But doesn't physicists' desire for symmetry also have origins in perception or in motivational psychology? Physicists like Dirac certainly did not miss the fact that they stylized symmetry into something almost metaphysical, in philosophical terminology: a “principle of true beings”. In doing so, they rely on a set of arguments that are quite similar to that of medieval scholasticism: symmetry is true because it is the principle of being, and this simply because it is beautiful. The question that arises here involuntarily is whether such “epistemic simplicity”, as it is expressed in the symmetry requirement of the physicists striving for knowledge, can be the sole criterion of a scientific theory or even the ideal of science. This reveals the whole problem of an attitude as it finds its expression in Dirac's words: It declares "beautiful" theories a priori as immune and appeals to hold on to them despite possible experimental refutation, solely because of their simplicity and symmetry. In today's discussion among theoretical physicists about supersymmetry (SUSY) and supersymmetric quantum field theories, this question is very hot. Because despite the greatest efforts and expenditures, the physicists have not found the slightest sign of experimental evidence for the so-called SUSY particles associated with them. They always have to come up with new explanations to reconcile these zero results with their theory. The whole thing is more reminiscent of the ongoing messing around in the Ptolemaic worldview in the Middle Ages, in order to bring this into harmony with the increasingly numerous contradicting observations that have become more and more numerous over time.

But once you have grasped how elegant and almost wonderful a mathematical structure can be when grasping nature, you can hardly stop being amazed. Einstein must have felt something other than the feeling of indescribable elation when he last noticed that his equations of general relativity had the correct mathematical properties (the "covariance") and at the same time all the phenomena related to gravitation, including those previously unexplained such as perihelion - Rotation of Mercury, describe exactly. Heisenberg describes such a feeling in his autobiography “The part and the whole”. He was describing his feelings at the very moment when the signs on the piece of paper revealed meaning to him and he recognized the basic laws of atoms:

At first I was deeply shocked. I had the feeling that I was looking through the surface of the atomic phenomena to a deep underlying ground of strange inner beauty, and it almost made me dizzy to think that I should now pursue this plethora of mathematical structures that nature there had spread out below in front of me.
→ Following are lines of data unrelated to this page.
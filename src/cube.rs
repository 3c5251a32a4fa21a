use {
    crate::{
        point::{Point, Shape},
        rotations,
    },
    std::borrow::Borrow,
};

/// An owned polycube: its points, sorted ascending in canonical form.
/// Equality, order and hashing all defer to the point slice, so sets can
/// be probed with a borrowed `&[Point]` before allocating.
#[derive(Clone, Debug, PartialEq, Eq, PartialOrd, Ord, Hash)]
pub struct Cube(Box<[Point]>);

impl Cube {
    pub fn points(&self) -> &[Point] {
        &self.0
    }

    pub fn len(&self) -> usize {
        self.0.len()
    }

    pub fn is_empty(&self) -> bool {
        self.0.is_empty()
    }

    /// Componentwise max over all points: the bounding extents, assuming
    /// the cube is non-negatively translated.
    pub fn shape(&self) -> Shape {
        self.0
            .iter()
            .fold(Point::ORIGIN, |acc, &p| acc.max_parts(p))
    }
}

impl From<&[Point]> for Cube {
    fn from(points: &[Point]) -> Self {
        Self(points.into())
    }
}

impl From<Vec<Point>> for Cube {
    fn from(points: Vec<Point>) -> Self {
        Self(points.into())
    }
}

impl Borrow<[Point]> for Cube {
    fn borrow(&self) -> &[Point] {
        &self.0
    }
}

/// Picks the canonical representative of the rotation class of `points`
/// (any translation-normalized image with extents `shape`): the
/// lexicographically largest sorted image among the rotations whose
/// rotated shape is sorted ascending. Returns that image in `best`
/// together with its shape; `rotated` is scratch.
pub fn canonicalize_into(
    points: &[Point],
    shape: Shape,
    rotated: &mut Vec<Point>,
    best: &mut Vec<Point>,
) -> Shape {
    let mut best_shape = shape;
    let mut none_set = true;
    for i in 0..rotations::LUT.len() {
        let (rot_shape, ok) = rotations::rotate(i, shape, points, rotated);
        if !ok {
            continue;
        }
        rotated.sort_unstable();
        if none_set || best.as_slice() < rotated.as_slice() {
            none_set = false;
            std::mem::swap(best, rotated);
            best_shape = rot_shape;
        }
    }
    debug_assert!(!none_set, "no rotation produced a sorted shape");
    best_shape
}

/// Allocating wrapper around [`canonicalize_into`].
pub fn canonicalize(points: &[Point], shape: Shape) -> (Cube, Shape) {
    let mut rotated = Vec::with_capacity(points.len());
    let mut best = Vec::with_capacity(points.len());
    let canon_shape = canonicalize_into(points, shape, &mut rotated, &mut best);
    (Cube::from(best), canon_shape)
}

#[cfg(test)]
fn tromino() -> (Vec<Point>, Shape) {
    (
        vec![Point::new(0, 0, 0), Point::new(0, 1, 0), Point::new(1, 0, 0)],
        Point::new(1, 1, 0),
    )
}

#[test]
fn test_canonicalize_idempotent() {
    let (points, shape) = tromino();
    let (canon, canon_shape) = canonicalize(&points, shape);
    assert!(canon_shape.is_sorted_shape());
    let (again, again_shape) = canonicalize(canon.points(), canon_shape);
    assert_eq!(canon, again);
    assert_eq!(canon_shape, again_shape);
}

#[test]
fn test_canonicalize_rotation_invariant() {
    let (points, shape) = tromino();
    let (canon, canon_shape) = canonicalize(&points, shape);

    let mut image = Vec::new();
    for i in 0..rotations::LUT.len() {
        let (rot_shape, ok) = rotations::rotate(i, shape, &points, &mut image);
        if !ok {
            continue;
        }
        let (c, s) = canonicalize(&image, rot_shape);
        assert_eq!(c, canon);
        assert_eq!(s, canon_shape);
    }
}

#[test]
fn test_canonicalize_domino() {
    let points = vec![Point::new(0, 0, 0), Point::new(1, 0, 0)];
    let (canon, canon_shape) = canonicalize(&points, Point::new(1, 0, 0));
    assert_eq!(
        canon.points(),
        &[Point::new(0, 0, 0), Point::new(0, 0, 1)]
    );
    assert_eq!(canon_shape, Point::new(0, 0, 1));
}

#[test]
fn test_cube_shape() {
    let cube = Cube::from(vec![Point::new(0, 0, 0), Point::new(0, 2, 1)]);
    assert_eq!(cube.shape(), Point::new(0, 2, 1));
    assert_eq!(cube.len(), 2);
}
But even Kant showed that the satisfaction of human aesthetic needs is a fundamental difference to our needs for knowledge, as they find their expression in science. The question of whether the mathematical structures of the laws of nature with their symmetries have an ontological status that is independent of us, or whether these symmetries only represent the condition of the possibility of our experience, determines the entire (late) Kantian philosophy. To this day it has lost none of its relevance and explosiveness.

To what extent can the striving of modern science (especially physics) for symmetry be compared with the search for beauty in art? In the fine arts there is a lack of mathematical symmetry elements. Here they hardly serve as a criterion for beauty or even as an aesthetic ideal. Regular geometric bodies in pictures and sculptures tend to be considered uninteresting. Rather, artists understand their works in their uniqueness only through symmetry and order*breaks*. The aesthetic perception of scientists is thus determined by an extreme need for order and simplicity, which is hardly matched in art. But what about the connections between art and science? If symmetries in science are more about epistemic motivation than about ontological substance, then beauty in the sense of mathematical symmetry represents an important scientific truth criterion, but is mainly an important source of motivation and a heuristic means of scientific research. As such, it must ultimately be measured by experiment and experience. Hence, both art and science, as creative human activities, each rely in their own way on the pursuit of beauty. At least this should be some kind of bridge between them.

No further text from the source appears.